Les instigateurs du Manifeste pour un Québec solidaire ont formé un parti politique. Cela ne rend pas l'usage du mot solidaire plus spécifique pour autant et d'aucuns peuvent à raison prétendre à une usurpation du concept de solidarité. Québec Solidaire est un parti socialiste, social-démocrate, libéral ou quoi ? Bref, quelle est son idéologie ? Veut-il rompre avec le capitalisme ou le civiliser ? Et comment ?

Les auteurs du manifeste Pour un Québec lucide ne sont pas plus clairs quant à l'idéologie qu'ils soutiennent. Conservatisme ou social-démocratie ? Pour en juger, il faudrait un programme complet qui aborde toutes les facettes de la gouverne. C'est seulement en la situant dans un ensemble de mesures fiscales et budgétaires que l'on peut juger de l'effet d'une hausse de tarifs ou une baisse de taxes.

Sans Lucien Bouchard, jamais ce texte n'aurait tant fait parler de lui. La même remarque vaut pour Françoise David. Il est le seul à pouvoir continuer à le défendre sans que personne ose lui reprocher de s'acharner, comme s'il s'agissait d'un combat personnel. Sauf Jacques Parizeau, bien sûr.

La semaine dernière, quand M. Bouchard a reproché aux Québécois de travailler trop peu, en comparaison des autres Nord-Américains, l'un des signataires de son manifeste, Pierre Fortin, a réagi avec prudence. M. Bouchard avait-il raison ? «Je ne sais pas», a répondu l'économiste, poliment, sans appuyer les affirmations de l'ancien chef du Parti québécois.

En fait, M. Fortin sait très bien que, dans les sociétés occidentales, les populations cherchent à se libérer du travail plutôt que de s'y ruiner la vie. Le jour même, d'ailleurs, Santé Canada dévoilait des chiffres alarmants sur le nombre de Canadiens souffrant de problèmes de dépression liés à leur emploi. Il sait aussi qu'on a plus de chances d'accroître la productivité de nos entreprises par l'investissement dans la machinerie et les nouvelles technologies, par l'éducation et la formation de la main-d'oeuvre, que par une augmentation du nombre d'heures travaillées par semaine.

***

Aucune des solutions prônées par le groupe n'a été reprise par un parti politique apte à prendre le pouvoir : le dégel des droits de scolarité est toujours écarté; Hydro-Québec ne demande qu'une faible augmentation de ses tarifs pour 2007; la question de la dette a été noyée dans le Fonds des générations; personne n'ose proposer un régime de revenu minimum garanti. Le reste à l'avenant.

Les Québécois se voient offrir quatre voies idéologiques dans l'univers partisan, de droite à gauche, entre l'Action démocratique, le Parti libéral, le Parti québécois et Québec Solidaire. C'est entre ces options que les électeurs choisiront.

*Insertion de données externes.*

//! Imageforged-Common: Shared types, IDs, and utilities.
//!
//! This crate provides common functionality used across imageforged:
//!
//! - **Typed IDs**: Type-safe UUID wrappers for batches, artifacts, and sessions
//! - **Upload Utilities**: The upload allow-list and filename sanitization
//! - **Error Handling**: Common error types and result aliases
//!
//! # Examples
//!
//! ```
//! use imageforged_common::{BatchId, Error, Result};
//! use imageforged_common::paths::is_allowed_upload;
//!
//! // Create typed IDs
//! let batch_id = BatchId::new();
//!
//! // Check uploads against the allow-list
//! assert!(is_allowed_upload("photo.png", "image/png"));
//!
//! // Use common error types
//! fn example() -> Result<()> {
//!     Err(Error::not_found("batch"))
//! }
//! ```

pub mod error;
pub mod ids;
pub mod paths;

pub use error::{Error, Result};
pub use ids::*;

M. Bouchard aura pu, dès lors, influencer leur choix. Ceux qui lui font confiance pourront donner leur appui à un parti dont le programme se rapproche le plus de ses propositions. Si tel était le cas, l'ADQ battrait des records. Mais l'influence de M. Bouchard ne tiendra-t-elle pas davantage aux sentiments contrastés qu'il suscite dans la population qu'aux idées qu'il avance ? Aussi, à défaut de prendre position lui-même clairement, son influence sera des plus diffuses.

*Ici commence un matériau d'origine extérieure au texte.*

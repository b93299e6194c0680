//! In-memory result store.
//!
//! Each batch is created empty, filled by the request that created it, and
//! then only ever read or discarded whole. The map is bounded two ways:
//! inserting past `max_batches` evicts the oldest batch, and
//! [`ResultStore::evict_expired`] drops batches older than the TTL.

use std::collections::{HashMap, VecDeque};
use std::sync::Arc;
use std::time::Duration;

use bytes::Bytes;
use chrono::{DateTime, Utc};
use imageforged_common::{ArtifactId, BatchId, Error, Result};
use parking_lot::RwLock;

use crate::config::StoreConfig;

/// One converted image held by the store.
#[derive(Debug, Clone, PartialEq, Eq)]
pub struct Artifact {
    pub id: ArtifactId,
    pub filename: String,
    pub data: Bytes,
    pub mime_type: String,
}

#[derive(Debug)]
struct BatchEntry {
    created_at: DateTime<Utc>,
    artifacts: Vec<Arc<Artifact>>,
}

#[derive(Debug, Default)]
struct Inner {
    batches: HashMap<BatchId, BatchEntry>,
    /// Insertion order, oldest first.
    order: VecDeque<BatchId>,
}

/// Thread-safe batch store shared by all request handlers.
#[derive(Debug)]
pub struct ResultStore {
    inner: RwLock<Inner>,
    max_batches: usize,
    ttl: Duration,
}

impl ResultStore {
    /// Create a store holding at most `max_batches` batches, each for at most `ttl`.
    pub fn new(max_batches: usize, ttl: Duration) -> Self {
        Self {
            inner: RwLock::new(Inner::default()),
            max_batches: max_batches.max(1),
            ttl,
        }
    }

    pub fn from_config(config: &StoreConfig) -> Self {
        Self::new(config.max_batches, Duration::from_secs(config.batch_ttl_secs))
    }

    /// Register a fresh, empty batch and return its id.
    ///
    /// Evicts the oldest batches first if the store is at capacity.
    pub fn create_batch(&self) -> BatchId {
        let batch_id = BatchId::new();
        let mut inner = self.inner.write();

        while inner.batches.len() >= self.max_batches {
            let Some(oldest) = inner.order.pop_front() else {
                break;
            };
            if let Some(entry) = inner.batches.remove(&oldest) {
                tracing::debug!(
                    batch_id = %oldest,
                    artifacts = entry.artifacts.len(),
                    "Evicted batch at capacity"
                );
            }
        }

        inner.batches.insert(
            batch_id,
            BatchEntry {
                created_at: Utc::now(),
                artifacts: Vec::new(),
            },
        );
        inner.order.push_back(batch_id);

        batch_id
    }

    /// Append an artifact to a batch.
    ///
    /// Fails with `NotFound` if the batch is gone and `Conflict` if the
    /// artifact id is already present in the batch.
    pub fn append(&self, batch_id: BatchId, artifact: Artifact) -> Result<()> {
        let mut inner = self.inner.write();
        let entry = inner
            .batches
            .get_mut(&batch_id)
            .ok_or_else(|| Error::not_found(format!("batch {batch_id}")))?;

        if entry.artifacts.iter().any(|a| a.id == artifact.id) {
            return Err(Error::conflict(format!(
                "artifact {} already exists in batch {batch_id}",
                artifact.id
            )));
        }

        entry.artifacts.push(Arc::new(artifact));
        Ok(())
    }

    /// All artifacts of a batch, in insertion order.
    pub fn get(&self, batch_id: BatchId) -> Result<Vec<Arc<Artifact>>> {
        self.inner
            .read()
            .batches
            .get(&batch_id)
            .map(|entry| entry.artifacts.clone())
            .ok_or_else(|| Error::not_found(format!("batch {batch_id}")))
    }

    /// One artifact of a batch.
    pub fn find_artifact(
        &self,
        batch_id: BatchId,
        artifact_id: ArtifactId,
    ) -> Result<Arc<Artifact>> {
        let inner = self.inner.read();
        let entry = inner
            .batches
            .get(&batch_id)
            .ok_or_else(|| Error::not_found(format!("batch {batch_id}")))?;

        entry
            .artifacts
            .iter()
            .find(|a| a.id == artifact_id)
            .cloned()
            .ok_or_else(|| Error::not_found(format!("artifact {artifact_id}")))
    }

    /// Discard a batch. Returns whether it existed.
    pub fn remove(&self, batch_id: BatchId) -> bool {
        let mut inner = self.inner.write();
        let existed = inner.batches.remove(&batch_id).is_some();
        if existed {
            inner.order.retain(|id| *id != batch_id);
        }
        existed
    }

    /// Drop every batch older than the TTL. Returns how many were removed.
    pub fn evict_expired(&self) -> usize {
        let now = Utc::now();
        let ttl = chrono::Duration::from_std(self.ttl).unwrap_or(chrono::Duration::MAX);

        let mut inner = self.inner.write();
        let before = inner.batches.len();
        inner.batches.retain(|batch_id, entry| {
            let age = now - entry.created_at;
            if age >= ttl {
                tracing::debug!(
                    batch_id = %batch_id,
                    age_secs = age.num_seconds(),
                    "Expired batch removed"
                );
                false
            } else {
                true
            }
        });

        let Inner { batches, order } = &mut *inner;
        order.retain(|id| batches.contains_key(id));

        before - batches.len()
    }

    /// Number of live batches.
    pub fn len(&self) -> usize {
        self.inner.read().batches.len()
    }

    pub fn is_empty(&self) -> bool {
        self.inner.read().batches.is_empty()
    }

    pub fn capacity(&self) -> usize {
        self.max_batches
    }
}

impl Default for ResultStore {
    fn default() -> Self {
        Self::from_config(&StoreConfig::default())
    }
}

/// Start a background task that periodically removes expired batches.
pub fn start_sweep_task(
    store: Arc<ResultStore>,
    interval_secs: u64,
) -> tokio::task::JoinHandle<()> {
    tokio::spawn(async move {
        let mut interval = tokio::time::interval(Duration::from_secs(interval_secs.max(1)));
        interval.set_missed_tick_behavior(tokio::time::MissedTickBehavior::Skip);

        loop {
            interval.tick().await;
            let removed = store.evict_expired();
            if removed > 0 {
                tracing::info!(removed, remaining = store.len(), "Swept expired batches");
            }
        }
    })
}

Il y a des personnes lucides et solidaires dans tous les partis, qui donnent chacune leur définition à ces deux expressions. Deux mots qui peuvent devenir des paravents commodes à des idéologies qui refusent de s'afficher, et que nous devrions cesser, au nom de la clarté des débats publics, d'ériger en catégories politiques.